Here are 5 reasons why that means the fly-fishing community has changed forever.
Unless you are living under a rock, or off fishing in some remote southern hemisphere camp with no connectivity, you’ve probably heard this news. The Environmental Protection Agency effectively killed the Pebble Mine. That’s a really big, flippin’ deal. Having been intimately involved in this fight for the past 17 years, the editors of Angling Trade offer these five nuggets of perspective on why the fly-fishing world is changed forever.
1. It’s a big flppin’ deal. (So what? We said that… it’s worth saying again!) Probably the greatest conservation victory the fly-fishing community/industry as a whole has ever been part of, this side of the creation of the Clean Water Act. Take a bow if you did anything, from donating to the cause, to visiting the region, to signing petitions, whatever… it all mattered, and we did it together. Be proud to be an angler.
2. There are going to be a lot of people taking bows. A lot of people should take bows. But understand that it was like a chain, in that it was only as strong as all the links put together. That chain included native communities, commercial fishermen, hard-core environmentalists, and hard-core political conservatives who happened to really like fishing and hunting (a lot). We have a blueprint for how to really get more stuff done going forward.

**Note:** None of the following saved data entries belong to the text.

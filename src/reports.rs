/*!
The public result of a solve.

Named and shaped after the teacher crate's own `reports` module: a small, user-facing enum
distinct from the internal step-by-step `StepResult`/`TheoryCheck` types used inside the engine.
*/

use std::collections::HashMap;
use std::fmt;

use crate::types::Atom;

/// The outcome of [`crate::coordinator::Solver::solve`].
pub enum Report {
    /// The formula is satisfiable; the model assigns a boolean to every non-dummy atom that
    /// appeared in it.
    Satisfiable(HashMap<Atom, bool>),

    /// The formula is unsatisfiable.
    Unsatisfiable,

    /// `Config::time_limit` elapsed before the main loop reached a verdict.
    Unknown,
}

impl fmt::Display for Report {
    fn fmt(&self, f: &mut fmt::Formatter<'_>) -> fmt::Result {
        match self {
            Report::Satisfiable(model) => {
                writeln!(f, "SAT")?;
                let mut entries: Vec<_> = model.iter().collect();
                entries.sort_by_key(|(atom, _)| atom.to_string());
                for (atom, value) in entries {
                    writeln!(f, "{atom} = {value}")?;
                }
                Ok(())
            }
            Report::Unsatisfiable => write!(f, "UNSAT"),
            Report::Unknown => write!(f, "UNKNOWN (time limit exceeded)"),
        }
    }
}
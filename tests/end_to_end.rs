//! The seven concrete end-to-end scenarios, run through the surface parser and the public
//! `Solver` API.

use corvid_smt::config::{Config, TheoryKind};
use corvid_smt::{parser, Report, Solver};

fn solve(theory: TheoryKind, negative_vars: bool, text: &str) -> Report {
    let formula = parser::parse(text).expect("formula should parse");
    let mut config = Config::new(theory);
    config.support_negative_vars = negative_vars;
    Solver::new(config).solve(&formula).expect("should not error")
}

#[test]
fn scenario_1_purely_propositional_sat() {
    match solve(TheoryKind::Prop, false, "(p & q) | !(q | r)") {
        Report::Satisfiable(model) => {
            assert_eq!(model.get(&corvid_smt::Atom::var("p")), Some(&true));
            assert_eq!(model.get(&corvid_smt::Atom::var("q")), Some(&true));
        }
        other => panic!("expected SAT, got {other}"),
    }
}

#[test]
fn scenario_2_tseitin_dependent_sat() {
    // !((!(p & q)) -> !r) reduces to !(p & q) & r: r must be true, and p, q cannot both be true.
    match solve(TheoryKind::Prop, false, "!((!(p & q)) -> !r)") {
        Report::Satisfiable(model) => {
            let p = model.get(&corvid_smt::Atom::var("p")).copied().unwrap_or(false);
            let q = model.get(&corvid_smt::Atom::var("q")).copied().unwrap_or(false);
            assert_eq!(model.get(&corvid_smt::Atom::var("r")), Some(&true), "r should be true");
            assert!(!(p && q), "p and q should not both be true");
        }
        other => panic!("expected SAT, got {other}"),
    }
}

#[test]
fn scenario_3_uf_unsat() {
    let text = "(g(a) = c) & (((f(g(a)) != f(c)) | (g(a) = d)) & (c != d))";
    assert!(matches!(solve(TheoryKind::Uf, false, text), Report::Unsatisfiable));
}

#[test]
fn scenario_4_uf_sat_with_propagation() {
    let text = "(a=b) & ((a!=b) | (s!=t) | (b=c)) & ((s=t) | (t!=r) | (f(s)=f(a))) & \
                ((b!=c) | (t!=r) | (f(s)=f(a))) & ((f(s)!=f(a)) | (f(a)!=f(c)))";
    assert!(matches!(solve(TheoryKind::Uf, false, text), Report::Satisfiable(_)));
}

#[test]
fn scenario_5_uf_iterated_function_unsat() {
    let text = "(f(f(f(a))) = a) & (f(f(f(f(f(a))))) = a) & (f(a) != a)";
    assert!(matches!(solve(TheoryKind::Uf, false, text), Report::Unsatisfiable));
}

#[test]
fn scenario_6_tq_strict_unsat_both_modes() {
    let text = "([1, 1] >= 1) & ([1, 1] < -1)";
    assert!(matches!(solve(TheoryKind::Tq, false, text), Report::Unsatisfiable));
    assert!(matches!(solve(TheoryKind::Tq, true, text), Report::Unsatisfiable));
}

#[test]
fn scenario_7_tq_mode_dependent() {
    let text = "([-1, -1] >= -3) & ([-2, 1] >= 5)";
    assert!(matches!(solve(TheoryKind::Tq, false, text), Report::Unsatisfiable));
    assert!(matches!(solve(TheoryKind::Tq, true, text), Report::Satisfiable(_)));
}
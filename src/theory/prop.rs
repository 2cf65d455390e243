//! The trivial theory: no constraints beyond propositional logic.

use super::{Theory, TheoryCheck};
use crate::structures::literal::IntLit;
use crate::types::atom_map::AtomMap;
use crate::types::err::ErrorKind;

#[derive(Default)]
pub struct Prop;

impl Prop {
    pub fn new() -> Self {
        Prop
    }
}

impl Theory for Prop {
    fn preprocess(&mut self, _map: &AtomMap) -> Result<(), ErrorKind> {
        Ok(())
    }

    fn process_assignment(&mut self, _lit: IntLit, _map: &AtomMap) {}

    fn check(&mut self, _map: &AtomMap) -> TheoryCheck {
        TheoryCheck::Sat
    }

    fn next_propagation(&mut self) -> Option<(IntLit, Vec<IntLit>)> {
        None
    }

    fn conflict_recovery(&mut self, _assignment: &[IntLit], _map: &AtomMap) {}
}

3. How do we know this is really the end? I mean, we’ve kinda been told that before. Well, truthfully, it’s not the end. And with that amount of gold and copper in the ground there, we just don’t believe there will be such a thing as “never ever.” So don’t be pissed when organizations continue to ask for your support as they stave off future threats that will surely come. But this is pretty damn close to never ever. It now becomes a test of vigilance.
4. We need more causes like this to keep this industry united. We have plenty of options, from the Everglades, to removing dams on the Lower Snake River and in so doing, protecting 50% of the salmon and wild steelhead in the Lower 48, to bringing back Atlantic Salmon, to protecting the Great Lakes from more invasives, climate change, and much more. After the applause subsides, we risk wandering about like we did when we graduated school, wondering “what the hell are we going to do now?”
Don’t ever be complacent.
5. Because the greatest lesson of all… we can win. The planet can win. At the end of the day, it isn’t always about profits. That’s really the essence of this “industry.” Always have faith, because if we could win this one, we can win anything.